What are we going to do about this?

John Shuey Shueyi at AOL.COM
Wed Oct 23 14:39:42 CDT 1996

In a message dated 96-10-21 17:19:37 EDT, Doug Yanega writes:

<<  popular non-profit institutions that support biological
 research (e.g. Nature Conservancy, WWF, etc.); is it possible to convince
 any of these to set aside "biodiversity money" specifically targeted for
 alpha taxonomy, or would we be forced to go a-begging from the public and
 the concerned commercial interests (e.g. agriculture paying for insect
 and plant taxonomy, pharmaceutical companies likewise) on our own? How
 does one drum up money in the first place? Tap a few wealthy celebrities
 and start an endowment? Heck, the *interest* on two months' salary for
 Michael Jordan could support a taxonomist in perpetuity...it'd be a
 return to the old Victorian model of wealthy patrons.
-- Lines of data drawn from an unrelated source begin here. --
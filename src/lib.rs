//! Event-sourcing primitives: aggregates that mutate only through applied
//! events, a named-event bus with pluggable dispatch, sequential event
//! publishing, and declarative handler discovery.

mod aggregate;
pub use aggregate::{Aggregate, AggregateRoot};
mod bus;
pub use bus::{DispatchStep, EventBus, EventSubscriber, SequentialDispatch};
mod error;
pub use error::{BoxError, DispatchError};
mod event;
pub use event::{DomainEvent, EventEnvelope};
mod publisher;
pub use publisher::EventPublisher;
mod registry;
pub use registry::{
    HandlerDefinition, HandlerGroup, HandlerKind, HandlerManifest, HandlerMethod, explore_handlers,
};
mod value_object;
pub use value_object::ValueObject;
The topic of naming
 species for pay has been raised here before, too, and we perhaps can
 steer clear of it for now - maybe we can at least agree that for ethical
 reasons alone, it would probably be a last resort (although it would
 certainly do wonders for entomological systematics!) ;-) >>

As a Nature Conservancy scientist,  conservation biologist, and spare-time
alpha taxonomist, I can
provide some insight to the funding of  taxonomy as it relates to
_protecting_ biodiversity.  The
Indiana Office of  The Nature Conservancy has gone out of its way to support
work by
taxonomists over the last few years, using small grants and research monies
to fund projects
ranging from US$6k to US$24k.  But the catch is, we are supporting
taxonomists, not taxonomy
(at least so far - I'll explain  our possible new funding directions later).
  The thing to keep in mind
when thinking about The Conservancy and other similar organizations, is that
we are
results/action oriented  and guided by well defined and stable missions.  In
 the case of The
Conservancy, the Mission is as follows:

"... to preserve plants, animals and natural communities that represent the
diversity of life on Earth
by protecting the lands and waters the need to survive."
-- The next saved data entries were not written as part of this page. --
//! Aggregate trait and the event-application kernel.
//!
//! An aggregate's state changes only by producing and folding domain
//! events. The [`Aggregate`] trait supplies the pure decision function
//! ([`handle`](Aggregate::handle)) and the per-variant mutation function
//! ([`apply`](Aggregate::apply)); the [`AggregateRoot`] kernel owns the
//! identity, the version counter, and the queue of not-yet-published
//! events, and enforces the stamping protocol around both.

use crate::event::{DomainEvent, EventEnvelope};
use crate::publisher::EventPublisher;

/// A domain aggregate whose state is derived from its event history.
///
/// The implementing type itself serves as the aggregate's state.
///
/// # Associated Types
///
/// - `Id`: opaque identifier for one aggregate instance.
/// - `Command`: the set of commands this aggregate can handle.
/// - `DomainEvent`: the set of events this aggregate can produce and apply.
/// - `Error`: command rejection / invariant violation error.
///
/// # Contract
///
/// - [`handle`](Aggregate::handle) must be a pure decision function: no
///   I/O, no side effects. It validates a command against the current
///   state and returns zero or more events, or rejects the command.
/// - [`apply`](Aggregate::apply) mutates the state for a single event and
///   must not suspend. A variant the aggregate does not react to returns
///   `Ok(())` unchanged; an invariant violation returns `Err`, which the
///   kernel propagates without touching the version counter.
pub trait Aggregate: Default + Send + Sync + 'static {
    /// Identifies this aggregate type (e.g. "user"). Stamped onto every
    /// applied event.
    const AGGREGATE_TYPE: &'static str;

    /// Opaque identifier for one aggregate instance.
    type Id: Clone + Send + Sync;

    /// The set of commands this aggregate can handle.
    type Command;

    /// The set of events this aggregate can produce and apply.
    type DomainEvent: DomainEvent + Send + Sync;

    /// Command rejection / invariant violation error type.
    type Error: std::error::Error + Send + Sync + 'static;

    /// Validate a command against the current state and produce events.
    ///
    /// Returns `Ok(vec![])` if the command is a no-op.
    /// Returns `Err` to reject the command.
    fn handle(&self, cmd: Self::Command) -> Result<Vec<Self::DomainEvent>, Self::Error>;

    /// Apply a single event, mutating the state.
    ///
    /// Must be total over the event enum: unknown-to-this-state variants
    /// are ignored with `Ok(())` rather than treated as errors.
    fn apply(&mut self, event: &Self::DomainEvent) -> Result<(), Self::Error>;
}

/// The event-application kernel for one aggregate instance.
///
/// Owns the identity, the version counter, the folded state, and the
/// ordered queue of uncommitted events. The version and the queue are
/// mutated only by [`execute`](AggregateRoot::execute),
/// [`load_from_history`](AggregateRoot::load_from_history), and
/// [`commit`](AggregateRoot::commit) -- there is no other mutation path.
///
/// # Version semantics
///
/// The version always equals the version of the most recently applied
/// event and is updated only **after** the aggregate's
/// [`apply`](Aggregate::apply) succeeds. A failing `apply` therefore
/// leaves the version exactly as it was, so the instance remains usable
/// for a corrected retry. The update happens even when the mutation arm
/// is a no-op for the event's variant.
///
/// A failing `apply` on the live path does **not** remove the
/// already-stamped event from the uncommitted queue: the stamp was taken
/// before the mutation ran, and unstamping would renumber any later
/// event. Callers that must never publish the event of a failed mutation
/// should discard the instance (or rebuild it from history) instead of
/// committing.
pub struct AggregateRoot<A: Aggregate> {
    id: A::Id,
    version: u64,
    uncommitted: Vec<EventEnvelope<A::Id, A::DomainEvent>>,
    state: A,
}

// Manual `Debug` because `A::Id` and `A::DomainEvent` need not be `Debug`.
impl<A: Aggregate> std::fmt::Debug for AggregateRoot<A> {
    fn fmt(&self, f: &mut std::fmt::Formatter<'_>) -> std::fmt::Result {
        f.debug_struct("AggregateRoot")
            .field("aggregate_type", &A::AGGREGATE_TYPE)
            .field("version", &self.version)
            .field("uncommitted", &self.uncommitted.len())
            .finish_non_exhaustive()
    }
}

impl<A: Aggregate> AggregateRoot<A> {
    /// Create a fresh instance: version `0`, empty queue, default state.
    pub fn new(id: A::Id) -> Self {
        Self {
            id,
            version: 0,
            uncommitted: Vec::new(),
            state: A::default(),
        }
    }

    /// The identifier of this aggregate instance.
    pub fn id(&self) -> &A::Id {
        &self.id
    }

    /// Current version: the version of the most recently applied event,
    /// or `0` if no event has been applied.
    pub fn version(&self) -> u64 {
        self.version
    }

    /// The folded domain state.
    pub fn state(&self) -> &A {
        &self.state
    }

    /// Read view of the events applied on the live path and not yet
    /// committed, in application order.
    pub fn uncommitted_events(&self) -> &[EventEnvelope<A::Id, A::DomainEvent>] {
        &self.uncommitted
    }

    /// Execute a command: decide, then apply every produced event on the
    /// live path.
    ///
    /// Each event is stamped with the aggregate type and the next version,
    /// appended to the uncommitted queue, and folded into the state.
    ///
    /// # Errors
    ///
    /// Returns the aggregate's error if [`handle`](Aggregate::handle)
    /// rejects the command (nothing is stamped or queued), or if
    /// [`apply`](Aggregate::apply) fails partway through the produced
    /// events (earlier events stay applied and queued; the failing event
    /// stays queued but the version does not advance past the last
    /// successful application -- see the type-level notes).
    pub fn execute(&mut self, cmd: A::Command) -> Result<(), A::Error> {
        let _span = tracing::info_span!("execute", aggregate_type = A::AGGREGATE_TYPE).entered();

        let events = self.state.handle(cmd)?;
        let count = events.len();
        for payload in events {
            let envelope = EventEnvelope::new(self.id.clone(), payload);
            self.apply_event(envelope, false)?;
        }

        if count > 0 {
            tracing::debug!(count, version = self.version, "events applied");
        }
        Ok(())
    }

    /// Rebuild state by replaying a previously persisted, ordered event
    /// history.
    ///
    /// Each event is applied in input order with its persisted version
    /// left untouched; nothing is queued for commit. The aggregate type is
    /// still stamped, keeping replayed envelopes self-describing.
    ///
    /// # Errors
    ///
    /// Returns the aggregate's error from the first failing
    /// [`apply`](Aggregate::apply); events before it stay applied, the
    /// version stays at the last successfully applied event.
    pub fn load_from_history<I>(&mut self, history: I) -> Result<(), A::Error>
    where
        I: IntoIterator<Item = EventEnvelope<A::Id, A::DomainEvent>>,
    {
        for event in history {
            self.apply_event(event, true)?;
        }
        Ok(())
    }

    /// Hand the uncommitted queue to a publisher, clearing it on success.
    ///
    /// The queue is cleared **iff** `publish_all` resolves; on failure it
    /// is left intact so a retry can re-attempt delivery of the same
    /// events.
    ///
    /// # Errors
    ///
    /// Propagates the publisher's error unmodified.
    pub async fn commit<P>(&mut self, publisher: &P) -> Result<(), P::Error>
    where
        P: EventPublisher<EventEnvelope<A::Id, A::DomainEvent>> + ?Sized,
    {
        publisher.publish_all(&self.uncommitted).await?;
        tracing::debug!(
            aggregate_type = A::AGGREGATE_TYPE,
            count = self.uncommitted.len(),
            "events committed"
        );
        self.uncommitted.clear();
        Ok(())
    }

    /// Apply one event to this instance.
    ///
    /// The single mutation point behind both the live path (`execute`) and
    /// the replay path (`load_from_history`):
    ///
    /// 1. stamp the aggregate type (always);
    /// 2. live path only: stamp `version = current + 1` and queue the
    ///    event;
    /// 3. fold the event into the state;
    /// 4. only after step 3 succeeds, adopt the event's version.
    fn apply_event(
        &mut self,
        mut event: EventEnvelope<A::Id, A::DomainEvent>,
        is_from_history: bool,
    ) -> Result<(), A::Error> {
        event.stamp_aggregate_type(A::AGGREGATE_TYPE);

        if !is_from_history {
            event.stamp_version(self.version + 1);
        }
        let applied_version = event.version();

        if is_from_history {
            self.state.apply(event.payload())?;
        } else {
            self.uncommitted.push(event);
            let payload = self
                .uncommitted
                .last()
                .expect("event was queued above")
                .payload();
            self.state.apply(payload)?;
        }

        self.version = applied_version;
        Ok(())
    }
}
Hopefully, every TNC employee evaluates every decision in light of that
mission - I know I do.
Adhering to a strict interpretation of this mission is both constraining and
liberating, it keeps me
focused and secure in the knowlege that the vast majority of our actions are
positive steps
towards positive goals.  Hence, when I fund taxonomists to work for our
office, I fund applied
research which provides the information I need to make better conservation
decisions.  For
example, I'm writing a proposal today that will allow us to look at all
species of Lepidoptera in
oak barrens communities as well as adjacent disturbed habitats.  The goal is
not to develop a "list
of species", but rather to gauge the proportion of the community that
requires high-quality natural
habitats for their very survival in this particular region.  The next logical
step of this work will be
to look at life history traits and the population structure of some of the
restricted species, in order
to provide insights into habitat management and preserve design.  This
information will then be
directly translated into decisions about land protection and purchase.  Thus,
this research will help
support a taxonomist directly, but taxonomy only indirectly.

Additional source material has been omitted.